Smartwatches have become essential tools for athletes and fitness enthusiasts. With thousands of apps available on platforms like Garmin's Connect IQ Store, there's also a huge opportunity for brands to extend their presence to users' wrists — even with something as simple as a custom watch face.
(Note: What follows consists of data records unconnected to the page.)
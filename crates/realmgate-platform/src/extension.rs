//! Extension model.
//!
//! An extension is a host-supplied component that attaches to a realm: it
//! registers lifecycle hooks, subscribes to events, and may publish services
//! into the realm's service table. Everything it registers is tagged with its
//! id so detaching removes it cleanly.

use async_trait::async_trait;
use realmgate_core::error::Result;
use realmgate_core::hook::HookRegistry;
use realmgate_core::service::ServiceTable;
use realmgate_events::EventBus;
use std::sync::Arc;

/// What an extension can reach while attached
#[derive(Clone)]
pub struct RealmHandle {
    pub realm: String,
    pub hooks: Arc<HookRegistry>,
    pub bus: Arc<EventBus>,
    pub services: Arc<ServiceTable>,
}

/// A pluggable realm extension
#[async_trait]
pub trait Extension: Send + Sync {
    /// Stable identifier; used to tag and later remove registrations
    fn id(&self) -> &str;

    /// Register hooks, subscribers and services
    async fn attach(&self, realm: &RealmHandle) -> Result<()>;

    /// Undo anything `attach` did beyond tagged hook registrations
    async fn detach(&self, _realm: &RealmHandle) -> Result<()> {
        Ok(())
    }
}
At MusicTech Lab, while working on software for BeatBuddy Pro — a programmable tempo trainer designed for swimmers to maintain consistent stroke rhythm and improve technique — we saw an opportunity to experiment with Garmin's Connect IQ platform. The result? A branded watch face dedicated to swimmers that displays weekly swimming distance alongside the standard time and date. Every glance at the watch shows how many kilometers you've swum in the last 7 days — a subtle motivator that reinforces training consistency while keeping the BeatBuddy brand visible.
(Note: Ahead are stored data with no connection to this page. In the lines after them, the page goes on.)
//! Symmetric encryption for secrets at rest.
//!
//! AES-256-GCM with a random 96-bit nonce prepended to the ciphertext. Used
//! for stored TOTP secrets; the key comes from realm configuration.

use aes_gcm::aead::{Aead, KeyInit, OsRng};
use aes_gcm::{AeadCore, Aes256Gcm, Key, Nonce};
use realmgate_core::error::{Error, Result};
use realmgate_core::interfaces::SecretCipher;

const NONCE_LEN: usize = 12;

/// AES-256-GCM cipher
pub struct AesGcmCipher {
    cipher: Aes256Gcm,
}

impl AesGcmCipher {
    pub fn new(key: &[u8]) -> Result<Self> {
        if key.len() != 32 {
            return Err(Error::configuration(
                "secret encryption key must be 32 bytes",
            ));
        }
        let key = Key::<Aes256Gcm>::from_slice(key);
        Ok(Self {
            cipher: Aes256Gcm::new(key),
        })
    }
}

impl SecretCipher for AesGcmCipher {
    fn encrypt(&self, plaintext: &[u8]) -> Result<Vec<u8>> {
        let nonce = Aes256Gcm::generate_nonce(&mut OsRng);
        let ciphertext = self
            .cipher
            .encrypt(&nonce, plaintext)
            .map_err(|_| Error::internal("secret encryption failed"))?;

        let mut out = Vec::with_capacity(NONCE_LEN + ciphertext.len());
        out.extend_from_slice(&nonce);
        out.extend_from_slice(&ciphertext);
        Ok(out)
    }

    fn decrypt(&self, ciphertext: &[u8]) -> Result<Vec<u8>> {
        if ciphertext.len() <= NONCE_LEN {
            return Err(Error::internal("ciphertext too short"));
        }
        let (nonce, body) = ciphertext.split_at(NONCE_LEN);
        self.cipher
            .decrypt(Nonce::from_slice(nonce), body)
            .map_err(|_| Error::internal("secret decryption failed"))
    }
}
In this guide, we'll share everything we learned building the BeatBuddy Watch Face for Garmin devices. Whether you're creating a watch face for your sports tech brand, a client, or just exploring the platform, this tutorial covers the complete journey from SDK setup to publishing on the Connect IQ Store.

Fenix 7

BeatBuddy Pro

Venu 2

The BeatBuddy Pro Watch Face running in the Garmin simulator — with the BeatBuddy Pro tempo trainer in the center


Where SportsTech Meets MusicTech

The Garmin Connect IQ Store is a fascinating intersection of sports and music technology. Look at the top music apps:

  • Spotify — 10M+ downloads, featuring a runner sprinting on the banner
  • Deezer — 5M+ downloads, showcasing a runner mid-stride
  • Amazon Music — 1M+ downloads, with an athlete in motion

Notice a pattern? Every major music streaming service markets their Garmin app with athletes in action. Music and sports are deeply intertwined — runners rely on playlists for motivation, cyclists sync their cadence to BPM, and fitness enthusiasts use audio cues throughout their workouts.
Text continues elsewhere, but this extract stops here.